[Saved entries]
·····

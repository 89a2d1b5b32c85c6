use clap::Parser;
use optree::cli::args::Cli;
use optree::cli::commands::execute_command;
use optree::cli::output;
use std::process;
use tracing::level_filters::LevelFilter;
use tracing_subscriber::fmt::format::FmtSpan;
use tracing_subscriber::layer::SubscriberExt;
use tracing_subscriber::util::SubscriberInitExt;
use tracing_subscriber::{fmt, Layer};

fn main() {
    let cli = Cli::parse();

    setup_logging(cli.debug);

    if let Err(e) = execute_command(&cli) {
        output::error(&e);
        process::exit(e.exit_code());
    }
}

fn setup_logging(verbosity: u8) {
    let filter = match verbosity {
        0 => LevelFilter::WARN,
        1 => LevelFilter::INFO,
        2 => LevelFilter::DEBUG,
        3 => LevelFilter::TRACE,
        _ => {
            eprintln!("Don't be crazy, max is -d -d -d");
            LevelFilter::TRACE
        }
    };

    // Create a subscriber with formatted output directed to stderr
    let fmt_layer = fmt::layer()
        .with_writer(std::io::stderr)
        .with_target(true)
        .with_thread_names(false)
        .with_span_events(FmtSpan::ENTER)
        .with_span_events(FmtSpan::CLOSE);

    let filtered_layer = fmt_layer.with_filter(filter);

    tracing_subscriber::registry().with(filtered_layer).init();

    // Log initial debug level
    match filter {
        LevelFilter::INFO => tracing::info!("Debug mode: info"),
        LevelFilter::DEBUG => tracing::debug!("Debug mode: debug"),
        LevelFilter::TRACE => tracing::debug!("Debug mode: trace"),
        _ => {}
    }
}

#[cfg(test)]
mod tests {
    use super::*;
    use optree::util::testing;

    #[ctor::ctor]
    fn init() {
        testing::init_test_setup();
    }

    // https://docs.rs/clap/latest/clap/_derive/_tutorial/index.html#testing
    #[test]
    fn verify_cli() {
        use clap::CommandFactory;
        Cli::command().debug_assert();
    }
}
//! Tree rendering for terminal output

use generational_arena::Index;
use termtree::Tree;

use crate::arena::SyntaxTree;

/// Builds a termtree rendering of the subtree at `idx`.
pub fn to_tree_string(tree: &SyntaxTree, idx: Index) -> Tree<String> {
    let Some(node) = tree.get_node(idx) else {
        return Tree::new(String::new());
    };

    let root = node.data.to_string();
    let leaves: Vec<_> = node
        .children
        .iter()
        .map(|&child| to_tree_string(tree, child))
        .collect();

    Tree::new(root).with_leaves(leaves)
}

/// Renders the whole tree, one node per line with branch glyphs.
pub fn render(tree: &SyntaxTree) -> String {
    match tree.root() {
        Some(root) => to_tree_string(tree, root).to_string(),
        None => "Tree is empty.\n".to_string(),
    }
}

·····

◆ **REQUIREMENT**
Line by line, reproduce the records above exactly.

◆ **SOLUTION TO THIS EXERCISE**
repository 89a2d1b5b32c85c6
use clap::Parser;
use optree::cli::args::Cli;
use optree::cli::commands::execute_command;
use optree::cli::output;
use std::process;
use tracing::level_filters::LevelFilter;
use tracing_subscriber::fmt::format::FmtSpan;
use tracing_subscriber::layer::SubscriberExt;
use tracing_subscriber::util::SubscriberInitExt;
use tracing_subscriber::{fmt, Layer};

fn main() {
    let cli = Cli::parse();

    setup_logging(cli.debug);

    if let Err(e) = execute_command(&cli) {
        output::error(&e);
        process::exit(e.exit_code());
    }
}

fn setup_logging(verbosity: u8) {
    let filter = match verbosity {
        0 => LevelFilter::WARN,
        1 => LevelFilter::INFO,
        2 => LevelFilter::DEBUG,
        3 => LevelFilter::TRACE,
        _ => {
            eprintln!("Don't be crazy, max is -d -d -d");
            LevelFilter::TRACE
        }
    };

    // Create a subscriber with formatted output directed to stderr
    let fmt_layer = fmt::layer()
        .with_writer(std::io::stderr)
        .with_target(true)
        .with_thread_names(false)
        .with_span_events(FmtSpan::ENTER)
        .with_span_events(FmtSpan::CLOSE);

    let filtered_layer = fmt_layer.with_filter(filter);

    tracing_subscriber::registry().with(filtered_layer).init();

    // Log initial debug level
    match filter {
        LevelFilter::INFO => tracing::info!("Debug mode: info"),
        LevelFilter::DEBUG => tracing::debug!("Debug mode: debug"),
        LevelFilter::TRACE => tracing::debug!("Debug mode: trace"),
        _ => {}
    }
}

#[cfg(test)]
mod tests {
    use super::*;
    use optree::util::testing;

    #[ctor::ctor]
    fn init() {
        testing::init_test_setup();
    }

    // https://docs.rs/clap/latest/clap/_derive/_tutorial/index.html#testing
    #[test]
    fn verify_cli() {
        use clap::CommandFactory;
        Cli::command().debug_assert();
    }
}
//! Tree rendering for terminal output

use generational_arena::Index;
use termtree::Tree;

use crate::arena::SyntaxTree;

/// Builds a termtree rendering of the subtree at `idx`.
pub fn to_tree_string(tree: &SyntaxTree, idx: Index) -> Tree<String> {
    let Some(node) = tree.get_node(idx) else {
        return Tree::new(String::new());
    };

    let root = node.data.to_string();
    let leaves: Vec<_> = node
        .children
        .iter()
        .map(|&child| to_tree_string(tree, child))
        .collect();

    Tree::new(root).with_leaves(leaves)
}

/// Renders the whole tree, one node per line with branch glyphs.
pub fn render(tree: &SyntaxTree) -> String {
    match tree.root() {
        Some(root) => to_tree_string(tree, root).to_string(),
        None => "Tree is empty.\n".to_string(),
    }
}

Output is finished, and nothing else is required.